Título: A Nova Dinâmica entre EUA e Irã: Hostilidades Encerradas, Mas Tensão Persiste

No dia 1º de maio de 2026, o presidente dos Estados Unidos, Donald Trump, enviou uma carta ao Congresso declarando o fim das hostilidades com o Irã. Segundo o líder americano, um cessar-fogo foi estabelecido no início de abril, com a ausência de novos confrontos desde então, o que, segundo sua interpretação, isentaria o governo da necessidade de buscar autorização legislativa para continuar operações militares na região.

Trump se dirigiu ao presidente da Câmara, Mike Johnson, e ao presidente pro tempore do Senado, Chuck Grassley, afirmando que as hostilidades iniciadas em 28 de fevereiro daquele ano estavam oficialmente encerradas. Contudo, o presidente ressaltou a percepção de que o Irã ainda representa uma “ameaça significativa” aos interesses dos Estados Unidos e suas Forças Armadas, mantendo, portanto, um estado de alerta militar.

Enquanto isso, o Irã se mostrou ativo nas negociações para resolver o conflito, enviando um novo plano de paz ao Paquistão, que atua como mediador nas tratativas. O porta-voz da chancelaria iraniana, Esmail Baghaei, comentou que a prioridade do país é o “fim do conflito e o estabelecimento da paz”. No entanto, os detalhes do plano também não foram revelados, lançando sombras sobre a viabilidade de um acordo definitivo.

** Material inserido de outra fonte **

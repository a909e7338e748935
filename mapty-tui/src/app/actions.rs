// mapty-tui/src/app/actions.rs
use mapty_lib::{AppEvent, Coords};
use tracing::info;

use super::state::{ActiveModal, App};

/// Share of the visible span moved by one pan step.
const PAN_STEP: f64 = 0.25;

impl App {
    pub(super) fn click_map(&mut self, coords: Coords) {
        self.controller.handle_event(AppEvent::MapClicked(coords));
    }

    pub(super) fn submit_form(&mut self) {
        if self.controller.submit_form().is_some() {
            // Newest workouts are listed first
            self.sidebar_state.select(Some(0));
        }
    }

    pub(super) fn select_highlighted(&mut self) {
        let Some(index) = self.sidebar_state.selected() else {
            return;
        };
        if let Some(row) = self.rows().into_iter().nth(index) {
            self.controller.handle_event(AppEvent::SidebarClicked(row.id));
        }
    }

    pub(super) fn select_row(&mut self, index: usize) {
        if index < self.controller.workouts().len() {
            self.sidebar_state.select(Some(index));
            self.select_highlighted();
        }
    }

    pub(super) fn sidebar_next(&mut self) {
        let count = self.controller.workouts().len();
        if count == 0 {
            return;
        }
        let i = self.sidebar_state.selected().map_or(0, |i| (i + 1) % count);
        self.sidebar_state.select(Some(i));
    }

    pub(super) fn sidebar_previous(&mut self) {
        let count = self.controller.workouts().len();
        if count == 0 {
            return;
        }
        let i = self
            .sidebar_state
            .selected()
            .map_or(0, |i| if i == 0 { count - 1 } else { i - 1 });
        self.sidebar_state.select(Some(i));
    }

    pub(super) fn pan(&mut self, dx: f64, dy: f64) {
        if let Some(map) = self.map_mut() {
            map.viewport.pan_by(dx * PAN_STEP, dy * PAN_STEP);
        }
    }

    pub(super) fn zoom(&mut self, zoom_in: bool) {
        if let Some(map) = self.map_mut() {
            if zoom_in {
                map.viewport.zoom_in();
            } else {
                map.viewport.zoom_out();
            }
        }
    }

    /// Retries locating the user when the map failed to load.
    pub(super) fn reload_map(&mut self) {
        if self.map().is_some() {
            return;
        }
        if self.load_map() {
            info!("Map loaded on retry");
        }
    }

    pub(super) fn confirm_reset(&mut self) {
        self.active_modal = ActiveModal::None;
        self.controller.handle_event(AppEvent::Reset);
        self.sidebar_state.select(None);
        // Start over from a blank map
        self.load_map();
    }
}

A declaração de Trump ocorre em um contexto de crescente questionamento no Congresso sobre os limites dos poderes presidenciais em ações militares. O presidente insistiu que não buscaria uma autorização formal sob a Resolução de Poderes de Guerra, citando que tal necessidade não foi imposta a seus antecessores e classificando a legislação como inconstitucional. Entretanto, parlamentares, como o senador democrata Tim Kaine, afirmaram que o cessar-fogo não interromperia a contagem legal que exigiria tal autorização.

Além disso, Trump expressou sua insatisfação com a proposta iraniana, afirmando que os termos apresentados pelo governo de Teerã incluem exigências que “não podem ser aceitas”. Este cenário de incertezas sugere que, apesar do fim das hostilidades, a tensão entre os Estados Unidos e o Irã permanece alta, e os desdobramentos futuros exigirão atenção cuidadosa tanto no campo militar quanto diplomático.